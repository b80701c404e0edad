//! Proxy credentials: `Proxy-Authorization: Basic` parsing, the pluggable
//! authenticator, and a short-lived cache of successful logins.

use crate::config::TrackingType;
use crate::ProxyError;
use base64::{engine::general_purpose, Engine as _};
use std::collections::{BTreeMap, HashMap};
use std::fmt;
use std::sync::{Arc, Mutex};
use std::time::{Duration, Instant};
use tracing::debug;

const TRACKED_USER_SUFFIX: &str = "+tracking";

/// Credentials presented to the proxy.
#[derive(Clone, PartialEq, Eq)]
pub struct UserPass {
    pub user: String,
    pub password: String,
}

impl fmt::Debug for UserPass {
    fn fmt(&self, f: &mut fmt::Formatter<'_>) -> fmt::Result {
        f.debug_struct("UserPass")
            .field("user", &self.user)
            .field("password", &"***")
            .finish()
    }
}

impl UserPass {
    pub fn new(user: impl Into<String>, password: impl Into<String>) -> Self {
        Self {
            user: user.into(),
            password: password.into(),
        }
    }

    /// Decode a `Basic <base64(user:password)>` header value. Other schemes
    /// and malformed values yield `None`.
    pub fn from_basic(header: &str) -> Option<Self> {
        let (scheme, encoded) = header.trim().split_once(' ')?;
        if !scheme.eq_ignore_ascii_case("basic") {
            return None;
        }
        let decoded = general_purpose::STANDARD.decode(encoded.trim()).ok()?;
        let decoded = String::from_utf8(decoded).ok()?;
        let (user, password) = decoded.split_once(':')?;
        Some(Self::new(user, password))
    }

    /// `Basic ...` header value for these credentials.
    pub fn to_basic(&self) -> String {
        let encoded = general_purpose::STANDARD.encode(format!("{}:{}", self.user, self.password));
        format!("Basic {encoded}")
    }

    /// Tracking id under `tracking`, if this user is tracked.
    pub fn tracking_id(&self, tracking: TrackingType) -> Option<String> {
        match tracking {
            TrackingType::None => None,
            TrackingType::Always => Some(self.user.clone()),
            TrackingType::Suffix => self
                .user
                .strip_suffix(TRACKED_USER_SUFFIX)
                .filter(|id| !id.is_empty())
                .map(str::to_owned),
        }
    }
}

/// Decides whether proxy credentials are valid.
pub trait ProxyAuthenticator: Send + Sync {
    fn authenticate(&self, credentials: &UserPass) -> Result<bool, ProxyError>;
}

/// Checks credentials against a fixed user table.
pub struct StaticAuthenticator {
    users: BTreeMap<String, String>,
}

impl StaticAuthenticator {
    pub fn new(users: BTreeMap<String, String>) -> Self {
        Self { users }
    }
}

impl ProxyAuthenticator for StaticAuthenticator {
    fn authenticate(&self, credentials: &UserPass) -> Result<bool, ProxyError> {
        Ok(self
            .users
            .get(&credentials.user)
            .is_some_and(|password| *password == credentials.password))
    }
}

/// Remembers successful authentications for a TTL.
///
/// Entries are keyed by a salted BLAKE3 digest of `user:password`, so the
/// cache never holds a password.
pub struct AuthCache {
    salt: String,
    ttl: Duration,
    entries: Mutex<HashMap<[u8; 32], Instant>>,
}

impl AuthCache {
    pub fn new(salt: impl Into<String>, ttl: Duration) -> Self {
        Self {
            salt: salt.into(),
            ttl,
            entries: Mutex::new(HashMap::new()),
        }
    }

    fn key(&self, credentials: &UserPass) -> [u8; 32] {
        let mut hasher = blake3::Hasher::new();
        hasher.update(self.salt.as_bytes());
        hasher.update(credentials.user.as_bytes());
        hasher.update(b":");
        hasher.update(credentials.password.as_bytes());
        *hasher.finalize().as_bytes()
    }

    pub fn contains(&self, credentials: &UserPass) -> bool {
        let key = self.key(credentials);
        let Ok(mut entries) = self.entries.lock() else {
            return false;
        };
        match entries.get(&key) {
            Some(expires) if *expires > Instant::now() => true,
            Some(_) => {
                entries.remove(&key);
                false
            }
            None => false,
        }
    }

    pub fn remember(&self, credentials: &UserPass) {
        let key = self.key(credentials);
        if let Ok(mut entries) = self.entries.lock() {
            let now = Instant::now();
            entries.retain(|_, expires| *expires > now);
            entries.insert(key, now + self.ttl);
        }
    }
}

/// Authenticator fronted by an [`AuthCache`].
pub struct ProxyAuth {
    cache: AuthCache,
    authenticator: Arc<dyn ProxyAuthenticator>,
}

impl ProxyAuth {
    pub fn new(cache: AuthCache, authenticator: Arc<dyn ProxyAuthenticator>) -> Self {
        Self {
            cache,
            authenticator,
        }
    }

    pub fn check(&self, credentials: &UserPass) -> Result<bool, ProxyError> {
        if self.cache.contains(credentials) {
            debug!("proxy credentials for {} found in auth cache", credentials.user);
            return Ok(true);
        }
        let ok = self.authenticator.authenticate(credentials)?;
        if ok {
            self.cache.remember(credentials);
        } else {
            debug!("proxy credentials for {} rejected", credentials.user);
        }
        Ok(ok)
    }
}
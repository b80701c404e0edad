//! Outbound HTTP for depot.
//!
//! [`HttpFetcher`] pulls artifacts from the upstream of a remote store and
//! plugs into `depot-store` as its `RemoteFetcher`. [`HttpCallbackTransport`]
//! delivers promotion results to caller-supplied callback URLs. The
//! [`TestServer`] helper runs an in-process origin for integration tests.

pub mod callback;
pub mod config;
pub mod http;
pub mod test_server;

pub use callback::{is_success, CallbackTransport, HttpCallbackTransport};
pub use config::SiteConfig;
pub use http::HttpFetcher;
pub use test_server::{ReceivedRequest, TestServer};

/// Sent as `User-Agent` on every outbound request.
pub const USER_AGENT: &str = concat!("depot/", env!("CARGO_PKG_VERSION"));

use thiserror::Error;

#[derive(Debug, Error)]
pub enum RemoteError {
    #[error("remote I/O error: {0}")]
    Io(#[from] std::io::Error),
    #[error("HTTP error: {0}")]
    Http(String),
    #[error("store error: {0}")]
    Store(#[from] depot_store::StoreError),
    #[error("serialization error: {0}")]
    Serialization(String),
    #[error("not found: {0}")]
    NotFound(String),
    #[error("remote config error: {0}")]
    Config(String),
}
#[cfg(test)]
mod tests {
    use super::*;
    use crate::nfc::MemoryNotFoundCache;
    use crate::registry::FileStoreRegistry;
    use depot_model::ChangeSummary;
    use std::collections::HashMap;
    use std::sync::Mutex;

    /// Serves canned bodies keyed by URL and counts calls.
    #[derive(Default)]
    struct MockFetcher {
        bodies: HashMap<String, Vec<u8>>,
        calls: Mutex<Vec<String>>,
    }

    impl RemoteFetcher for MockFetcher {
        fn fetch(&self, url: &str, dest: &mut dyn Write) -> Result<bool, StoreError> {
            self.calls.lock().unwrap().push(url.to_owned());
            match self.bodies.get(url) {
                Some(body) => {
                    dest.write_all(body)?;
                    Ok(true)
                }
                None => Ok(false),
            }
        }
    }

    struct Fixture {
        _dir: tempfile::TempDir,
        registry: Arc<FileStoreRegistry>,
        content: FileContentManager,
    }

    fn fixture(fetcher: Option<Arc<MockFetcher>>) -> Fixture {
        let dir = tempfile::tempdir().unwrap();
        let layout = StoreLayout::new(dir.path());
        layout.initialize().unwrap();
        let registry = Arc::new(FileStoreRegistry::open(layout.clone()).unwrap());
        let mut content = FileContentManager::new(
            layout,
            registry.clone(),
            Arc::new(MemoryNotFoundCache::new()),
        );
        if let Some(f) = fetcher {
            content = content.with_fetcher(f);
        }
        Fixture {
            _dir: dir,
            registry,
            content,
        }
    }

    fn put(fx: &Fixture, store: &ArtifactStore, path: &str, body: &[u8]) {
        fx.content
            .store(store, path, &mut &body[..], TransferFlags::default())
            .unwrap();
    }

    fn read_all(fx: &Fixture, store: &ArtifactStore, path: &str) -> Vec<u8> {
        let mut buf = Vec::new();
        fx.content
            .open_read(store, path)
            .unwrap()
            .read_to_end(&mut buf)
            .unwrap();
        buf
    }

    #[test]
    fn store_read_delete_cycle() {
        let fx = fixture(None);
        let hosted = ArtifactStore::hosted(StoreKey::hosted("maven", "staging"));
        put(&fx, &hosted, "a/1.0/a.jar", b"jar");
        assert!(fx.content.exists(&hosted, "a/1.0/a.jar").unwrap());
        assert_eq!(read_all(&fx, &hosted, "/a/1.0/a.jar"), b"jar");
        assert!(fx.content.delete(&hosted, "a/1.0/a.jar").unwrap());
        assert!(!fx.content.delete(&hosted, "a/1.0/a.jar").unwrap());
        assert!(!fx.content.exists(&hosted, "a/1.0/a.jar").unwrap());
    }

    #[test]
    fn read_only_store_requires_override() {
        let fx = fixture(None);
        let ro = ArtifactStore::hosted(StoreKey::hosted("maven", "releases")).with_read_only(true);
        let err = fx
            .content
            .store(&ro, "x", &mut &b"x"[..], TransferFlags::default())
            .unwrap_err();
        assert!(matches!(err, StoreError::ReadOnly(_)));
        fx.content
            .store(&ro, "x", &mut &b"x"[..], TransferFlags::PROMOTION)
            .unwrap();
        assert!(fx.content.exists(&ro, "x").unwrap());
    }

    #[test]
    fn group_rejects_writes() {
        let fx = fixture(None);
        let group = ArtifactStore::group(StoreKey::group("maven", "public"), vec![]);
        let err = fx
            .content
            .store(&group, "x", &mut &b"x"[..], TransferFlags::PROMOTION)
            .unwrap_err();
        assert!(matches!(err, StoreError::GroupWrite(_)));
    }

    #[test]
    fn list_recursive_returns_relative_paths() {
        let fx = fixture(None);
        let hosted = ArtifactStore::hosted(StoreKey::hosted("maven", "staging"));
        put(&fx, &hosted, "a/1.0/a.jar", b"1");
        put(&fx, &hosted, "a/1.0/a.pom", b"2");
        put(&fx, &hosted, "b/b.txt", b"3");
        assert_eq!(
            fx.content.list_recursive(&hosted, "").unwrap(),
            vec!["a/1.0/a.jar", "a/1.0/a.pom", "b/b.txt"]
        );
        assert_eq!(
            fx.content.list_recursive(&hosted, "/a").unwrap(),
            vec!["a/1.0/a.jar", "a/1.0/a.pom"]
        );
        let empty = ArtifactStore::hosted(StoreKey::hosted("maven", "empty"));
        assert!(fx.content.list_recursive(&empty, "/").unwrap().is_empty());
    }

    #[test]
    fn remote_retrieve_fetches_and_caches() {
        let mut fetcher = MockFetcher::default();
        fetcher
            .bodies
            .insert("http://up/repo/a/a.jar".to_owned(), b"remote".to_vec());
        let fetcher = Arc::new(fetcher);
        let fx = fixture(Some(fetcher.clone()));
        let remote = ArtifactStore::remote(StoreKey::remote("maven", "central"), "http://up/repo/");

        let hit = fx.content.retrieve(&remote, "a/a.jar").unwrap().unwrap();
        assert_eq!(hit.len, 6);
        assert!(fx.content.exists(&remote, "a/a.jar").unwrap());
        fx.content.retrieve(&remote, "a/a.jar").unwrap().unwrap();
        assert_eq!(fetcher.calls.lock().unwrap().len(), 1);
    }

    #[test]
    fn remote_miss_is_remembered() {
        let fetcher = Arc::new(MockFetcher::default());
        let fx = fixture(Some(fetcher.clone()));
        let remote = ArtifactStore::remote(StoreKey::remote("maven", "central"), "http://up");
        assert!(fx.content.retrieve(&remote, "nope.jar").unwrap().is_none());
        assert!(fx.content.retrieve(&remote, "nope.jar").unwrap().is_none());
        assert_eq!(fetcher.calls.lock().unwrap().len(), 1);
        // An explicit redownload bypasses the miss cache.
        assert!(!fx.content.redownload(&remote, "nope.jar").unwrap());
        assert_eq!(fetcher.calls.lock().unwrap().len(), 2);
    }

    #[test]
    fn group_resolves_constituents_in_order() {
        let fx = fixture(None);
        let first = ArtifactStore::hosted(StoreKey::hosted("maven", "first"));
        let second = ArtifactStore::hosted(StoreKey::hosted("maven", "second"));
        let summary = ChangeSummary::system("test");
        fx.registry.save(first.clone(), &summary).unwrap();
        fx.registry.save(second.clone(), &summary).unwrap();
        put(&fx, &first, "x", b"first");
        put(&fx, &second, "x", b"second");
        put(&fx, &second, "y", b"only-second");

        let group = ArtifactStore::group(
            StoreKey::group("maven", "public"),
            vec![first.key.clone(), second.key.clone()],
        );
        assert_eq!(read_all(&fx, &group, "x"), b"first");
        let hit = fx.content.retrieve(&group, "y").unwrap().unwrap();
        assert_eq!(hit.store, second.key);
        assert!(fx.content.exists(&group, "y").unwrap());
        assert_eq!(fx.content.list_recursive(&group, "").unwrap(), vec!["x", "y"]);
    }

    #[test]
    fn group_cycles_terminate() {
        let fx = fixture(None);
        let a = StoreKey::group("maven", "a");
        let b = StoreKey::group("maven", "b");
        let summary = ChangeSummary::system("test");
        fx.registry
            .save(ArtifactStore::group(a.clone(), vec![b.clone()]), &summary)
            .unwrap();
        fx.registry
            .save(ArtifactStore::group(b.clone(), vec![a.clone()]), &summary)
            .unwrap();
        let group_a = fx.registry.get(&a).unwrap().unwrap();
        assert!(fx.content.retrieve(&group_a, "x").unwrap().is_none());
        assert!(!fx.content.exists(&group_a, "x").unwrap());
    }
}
----
■ TASK PROMPT
Copy out each line of the listing where the string "TransferFlags" appears.

■ ANSWER TO THIS EXERCISE
            .store(store, path, &mut &body[..], TransferFlags::default())
            .store(&ro, "x", &mut &b"x"[..], TransferFlags::default())
            .store(&ro, "x", &mut &b"x"[..], TransferFlags::PROMOTION)
            .store(&group, "x", &mut &b"x"[..], TransferFlags::PROMOTION)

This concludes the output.